Brainstorming – the creation of new or possible ideas – is a critical part of any problem solving or creative process. We all know it. We know that we must have ideas in order find solutions to problems. We even know that the more ideas we find, the better chance we’ll have of creating the best possible solution.
Yet our brainstorming processes fall woefully short.
Not because we don’t know the “rules” of brainstorming – every group will tell me those:
– no evaluation of the ideas now (we’ll do that afterward)
– the more ideas the better
– it is ok to build on other people’s ideas
– there are no dumb ideas
That isn’t the problem (though even these rules sometimes aren’t followed and that can be a problem as well).
The problem is that we try to brainstorm without a clear problem statement, in the middle of a long meeting, when people are already tired, and they are sitting in a relatively (or totally) sterile, uncreative space. Then, as if by magic, people who for the most part, don’t consider themselves to be highly creative are expected to create the ideas that will make a difference with the product, process or problem.
It may not be impossible, but the deck is certainly stacked against us in these situations.
I believe we need to re-invent the brainstorming process at work. Here are my tenets for this re-invented process.
1. We brainstorm only after we have a collective understanding of the process or problem.
2. We provide the needed clarity with a clear statement of the problem. (Most often this may be phrased as a question.)
3. Just as we warm up before going for a run or swinging a golf club, we warm up our brains before we start brainstorming. While there are many ways to do this, we pick at least one from the following list:
– We stand up and stretch.
– We laugh.
– We do some sort of brain teaser or otherwise exercise our minds.

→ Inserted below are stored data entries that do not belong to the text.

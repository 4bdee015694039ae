//! Rule-based acceptance filtering.
//!
//! Pure predicates with a permissive tie-break: an unknown (null) numeric
//! attribute never causes rejection, only a known out-of-range value does.

use crate::posting::{ClassifiedPosting, ContractType};

/// Static allow-list of posting locations. Stored on every accepted job so
/// the policy active at scrape time stays auditable.
pub const ALLOWED_LOCATIONS: &[&str] = &[
    "U.S.",
    "USA",
    "United States",
    "Canada",
    "Australia",
    "UK",
    "United Kingdom",
    "South Africa",
    "Remote",
];

/// Minimum acceptable hourly rate (inclusive).
const MIN_HOURLY_RATE: f64 = 18.0;

/// Maximum acceptable company size (exclusive).
const MAX_COMPANY_SIZE: i64 = 100;

/// Target OTE window; a posting is rejected only when its known range
/// falls entirely outside.
const OTE_WINDOW: (i64, i64) = (50_000, 110_000);

/// Minimum acceptable client rating on the verified marketplace.
const MIN_RATING: f64 = 3.0;

/// Case-insensitive substring match against the allow-list.
pub fn is_location_allowed(location: &str) -> bool {
    let lower = location.to_lowercase();
    ALLOWED_LOCATIONS
        .iter()
        .any(|allowed| lower.contains(&allowed.to_lowercase()))
}

/// Accept or reject a classified posting against the configured thresholds.
pub fn accept(posting: &ClassifiedPosting, source_url: &str) -> bool {
    if !is_location_allowed(&posting.raw.location) {
        return false;
    }

    match posting.contract_type {
        ContractType::Hourly => accept_hourly(posting, source_url),
        ContractType::Ote => accept_ote(posting),
    }
}

fn accept_hourly(posting: &ClassifiedPosting, source_url: &str) -> bool {
    if let Some(rate) = posting.hourly_rate
        && rate < MIN_HOURLY_RATE
    {
        return false;
    }

    // Upwork postings additionally require verified payment and a client
    // rating that is either unknown or decent.
    if source_url.contains("upwork.com") {
        if !posting.is_payment_verified {
            return false;
        }
        if let Some(rating) = posting.rating
            && rating < MIN_RATING
        {
            return false;
        }
    }

    true
}

fn accept_ote(posting: &ClassifiedPosting) -> bool {
    if let Some(size) = posting.company_size
        && size >= MAX_COMPANY_SIZE
    {
        return false;
    }

    if let (Some(min), Some(max)) = (posting.ote_min, posting.ote_max)
        && (max < OTE_WINDOW.0 || min > OTE_WINDOW.1)
    {
        return false;
    }

    true
}
use std::time::Duration;

use forager_core::error::AppError;
use forager_core::provider::ActorProvider;
use reqwest::Client;
use serde::Deserialize;
use serde_json::Value;

const DEFAULT_BASE_URL: &str = "https://api.apify.com/v2";

/// Hard bound on a synchronous actor run; exceeding it is treated as a
/// provider failure and triggers the fallback path.
const ACTOR_RUN_TIMEOUT: Duration = Duration::from_secs(300);

/// Apify API client: runs actors synchronously and searches the actor store.
#[derive(Clone)]
pub struct ApifyClient {
    client: Client,
    base_url: String,
    token: String,
    timeout_secs: u64,
}

impl ApifyClient {
    pub fn new(token: &str) -> Result<Self, AppError> {
        Self::with_base_url(token, DEFAULT_BASE_URL)
    }

    pub fn with_base_url(token: &str, base_url: &str) -> Result<Self, AppError> {
        let client = Client::builder()
            .timeout(ACTOR_RUN_TIMEOUT)
            .build()
            .map_err(|e| AppError::HttpError(e.to_string()))?;

        Ok(Self {
            client,
            base_url: base_url.trim_end_matches('/').to_string(),
            token: token.to_string(),
            timeout_secs: ACTOR_RUN_TIMEOUT.as_secs(),
        })
    }

    /// Search the actor store, returning up to 10 raw actor entries.
    pub async fn search_store(&self, query: &str) -> Result<Vec<StoreActor>, AppError> {
        let url = format!("{}/store", self.base_url);
        let response = self
            .client
            .get(&url)
            .bearer_auth(&self.token)
            .query(&[("search", query), ("limit", "10")])
            .send()
            .await
            .map_err(|e| self.map_request_error(e))?;

        let status = response.status();
        if !status.is_success() {
            let message = response.text().await.unwrap_or_default();
            return Err(AppError::ProviderError {
                message,
                status_code: status.as_u16(),
            });
        }

        let body: StoreResponse = response
            .json()
            .await
            .map_err(|e| AppError::HttpError(format!("Failed to parse store response: {e}")))?;

        Ok(body.data.map(|d| d.items).unwrap_or_default())
    }

    fn map_request_error(&self, e: reqwest::Error) -> AppError {
        if e.is_timeout() {
            AppError::Timeout(self.timeout_secs)
        } else if e.is_connect() {
            AppError::NetworkError(format!("Connection failed: {e}"))
        } else {
            AppError::HttpError(e.to_string())
        }
    }
}

impl ActorProvider for ApifyClient {
    /// Run an actor synchronously and return its dataset items.
    async fn run_actor(&self, actor_id: &str, input: &Value) -> Result<Vec<Value>, AppError> {
        let url = format!(
            "{}/acts/{}/run-sync-get-dataset-items",
            self.base_url, actor_id
        );

        tracing::info!(actor_id, "Starting synchronous actor run");

        let response = self
            .client
            .post(&url)
            .bearer_auth(&self.token)
            .json(input)
            .send()
            .await
            .map_err(|e| self.map_request_error(e))?;

        let status = response.status();
        if !status.is_success() {
            let message = response.text().await.unwrap_or_default();
            return Err(AppError::ProviderError {
                message,
                status_code: status.as_u16(),
            });
        }

        let items: Vec<Value> = response
            .json()
            .await
            .map_err(|e| AppError::HttpError(format!("Failed to parse dataset items: {e}")))?;

        tracing::info!(actor_id, count = items.len(), "Actor run completed");
        Ok(items)
    }
}

// ---- Store API types ----

#[derive(Deserialize)]
struct StoreResponse {
    data: Option<StoreData>,
}

#[derive(Deserialize)]
struct StoreData {
    #[serde(default)]
    items: Vec<StoreActor>,
}

/// One actor entry from the store search API.
#[derive(Debug, Clone, Deserialize)]
#[serde(rename_all = "camelCase")]
pub struct StoreActor {
    pub id: String,
    pub name: String,
    pub title: String,
    #[serde(default)]
    pub description: Option<String>,
    pub username: String,
    #[serde(default)]
    pub stats: Option<ActorStats>,
    #[serde(default)]
    pub user_pricing_model: Option<String>,
}

#[derive(Debug, Clone, Deserialize)]
#[serde(rename_all = "camelCase")]
pub struct ActorStats {
    #[serde(default)]
    pub total_runs: u64,
}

– We brainstorm on something fun or funny briefly, knowing that this warm up help us create more ideas when we are working on the “real” problem.
4. We recognize that “warming” up our bodies and our brains may take a couple of minutes, but that this is an investment in much greater results.
5. We honor the pause or break in the brainstorming process. We know that after the pause, more ideas will come to our minds. We trust ourselves and the creative process enough to overlook the momentary silence.
6. We treat each idea with reverence, knowing that even if the idea as stated might seem odd we know that within it may be the seed of our solution.
7. We also recognize that some of the biggest ideas for progress in our world were once scoffed at and ridiculed as impossible. We think of the airplane, the internet, the telephone and the television as ideas that were thought of in this way and we realize an idea like those could show up on our list of ideas.
8. We claim our own creativity. While we may not always feel creative, or haven’t seemed to be creative in the past, we believe we are capable of amazing creativity. We therefore expect ourselves to be successful.
When we as individual, teams and organizations adopt these tenets, our creative capacity will begin to soar.
I wrote what you have read so far several years ago. Today I will add two new tenets for you, making an even ten.
9. We value each other in the brainstorming process. We recognize the value each person brings to the table and remember that the unique mix of people in the room means that ideas will spark, and things will happen that will lead to a unique list that couldn’t have been created without everyone there.
10. We value time in the process. We not only take time to warm up, and value the pause, we recognize that sometimes the best ideas come much later, and whenever possible we keep our minds – and our lists – open for new ideas and solutions.